David Davis is calling for the return of the grammar school as the "greatest instrument for social mobility ever invented" in a direct challenge - again - to David Cameron's leadership.
The former shadow home secretary, who went to grammar school, insisted only a return to selective education could 'rescue the next generation of the underprivileged'.
'The charge against the grammar school is that they helped the brightest at the expense of the weaker child. The truth about the comprehensive system is that it failed the best without helping the weak.'
The reality is that when they vandalised - sorry, reformed the education system into comprehensive they took the bit that worked well - grammar schools - and threw it away and used the bit that was failing - secondary moderns - as the model for their reform. The result is that we have a system which fails everyone.
I know - some people will say "there are some very good comprehensives". Yes there are - but there were also some very good secondary moderns as well. One good apple doesn't rescue the whole rotten barrel.

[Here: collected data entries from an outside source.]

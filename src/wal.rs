use std::fs::{self, File, OpenOptions};
use std::io::{self, BufReader, BufWriter, Read, Write};
use std::path::{Path, PathBuf};

use crate::model::Event;

/// Encode a single event as `[len][bincode][crc32]`.
fn encode_event(writer: &mut impl Write, event: &Event) -> io::Result<()> {
    let payload =
        bincode::serialize(event).map_err(|e| io::Error::new(io::ErrorKind::InvalidData, e))?;
    let len = u32::try_from(payload.len())
        .map_err(|_| io::Error::new(io::ErrorKind::InvalidData, "ledger record too large"))?;
    writer.write_all(&len.to_le_bytes())?;
    writer.write_all(&payload)?;
    writer.write_all(&crc32fast::hash(&payload).to_le_bytes())?;
    Ok(())
}

/// Read one record. `Ok(None)` on a clean end, a truncated tail, or a checksum mismatch.
fn decode_event(reader: &mut impl Read) -> io::Result<Option<Event>> {
    let mut len_buf = [0u8; 4];
    if !read_full(reader, &mut len_buf)? {
        return Ok(None);
    }
    let mut payload = vec![0u8; u32::from_le_bytes(len_buf) as usize];
    if !read_full(reader, &mut payload)? {
        return Ok(None);
    }
    let mut crc_buf = [0u8; 4];
    if !read_full(reader, &mut crc_buf)? {
        return Ok(None);
    }
    if u32::from_le_bytes(crc_buf) != crc32fast::hash(&payload) {
        return Ok(None);
    }
    Ok(bincode::deserialize::<Event>(&payload).ok())
}

fn read_full(reader: &mut impl Read, buf: &mut [u8]) -> io::Result<bool> {
    match reader.read_exact(buf) {
        Ok(()) => Ok(true),
        Err(e) if e.kind() == io::ErrorKind::UnexpectedEof => Ok(false),
        Err(e) => Err(e),
    }
}

/// Append-only booking ledger.
///
/// Every catalog change and every booking transition is one record. On start the
/// engine replays the file; a torn final record (crash mid-write) is dropped.
pub struct Wal {
    writer: BufWriter<File>,
    path: PathBuf,
    appends_since_compact: u64,
}

impl Wal {
    pub fn open(path: &Path) -> io::Result<Self> {
        let file = OpenOptions::new().create(true).append(true).open(path)?;
        Ok(Self {
            writer: BufWriter::new(file),
            path: path.to_path_buf(),
            appends_since_compact: 0,
        })
    }

    /// Append and fsync one event. Tests only; the writer task batches.
    #[cfg(test)]
    pub fn append(&mut self, event: &Event) -> io::Result<()> {
        self.append_buffered(event)?;
        self.flush_sync()
    }

    /// Buffer an event without syncing. `flush_sync` commits the batch.
    pub fn append_buffered(&mut self, event: &Event) -> io::Result<()> {
        encode_event(&mut self.writer, event)?;
        self.appends_since_compact += 1;
        Ok(())
    }

    pub fn flush_sync(&mut self) -> io::Result<()> {
        self.writer.flush()?;
        self.writer.get_ref().sync_all()
    }

    pub fn path(&self) -> &Path {
        &self.path
    }

    pub fn appends_since_compact(&self) -> u64 {
        self.appends_since_compact
    }

    /// Write the compacted event set next to the ledger. Slow; no swap yet.
    pub fn write_compact_file(path: &Path, events: &[Event]) -> io::Result<()> {
        let mut writer = BufWriter::new(File::create(path.with_extension("wal.tmp"))?);
        for event in events {
            encode_event(&mut writer, event)?;
        }
        writer.flush()?;
        writer.get_ref().sync_all()
    }

    /// Rename the compacted file over the ledger and reopen it for appends.
    pub fn swap_compact_file(&mut self) -> io::Result<()> {
        fs::rename(self.path.with_extension("wal.tmp"), &self.path)?;
        let file = OpenOptions::new().create(true).append(true).open(&self.path)?;
        self.writer = BufWriter::new(file);
        self.appends_since_compact = 0;
        Ok(())
    }

    #[cfg(test)]
    pub fn compact(&mut self, events: &[Event]) -> io::Result<()> {
        Self::write_compact_file(&self.path, events)?;
        self.swap_compact_file()
    }

    /// All intact events in file order. A missing file is an empty ledger.
    pub fn replay(path: &Path) -> io::Result<Vec<Event>> {
        let file = match File::open(path) {
            Ok(f) => f,
            Err(e) if e.kind() == io::ErrorKind::NotFound => return Ok(Vec::new()),
            Err(e) => return Err(e),
        };
        let mut reader = BufReader::new(file);
        let mut events = Vec::new();
        while let Some(event) = decode_event(&mut reader)? {
            events.push(event);
        }
        Ok(events)
    }
}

The most important point, though, is the one that Davis makes regarding social mobility. Grammar schools were the key instrument during the forties, fifties and sixties for motivating social mobility - nothing else has ever come close. The removal of that instrument has failed two generations of school children and will go on failing them until we retrieve it.
Davis is right to call for their return, but his call will fall on deaf ears. The progressives - and that includes his party and their leader - do not want to listen to anything that challenges their perception of the world.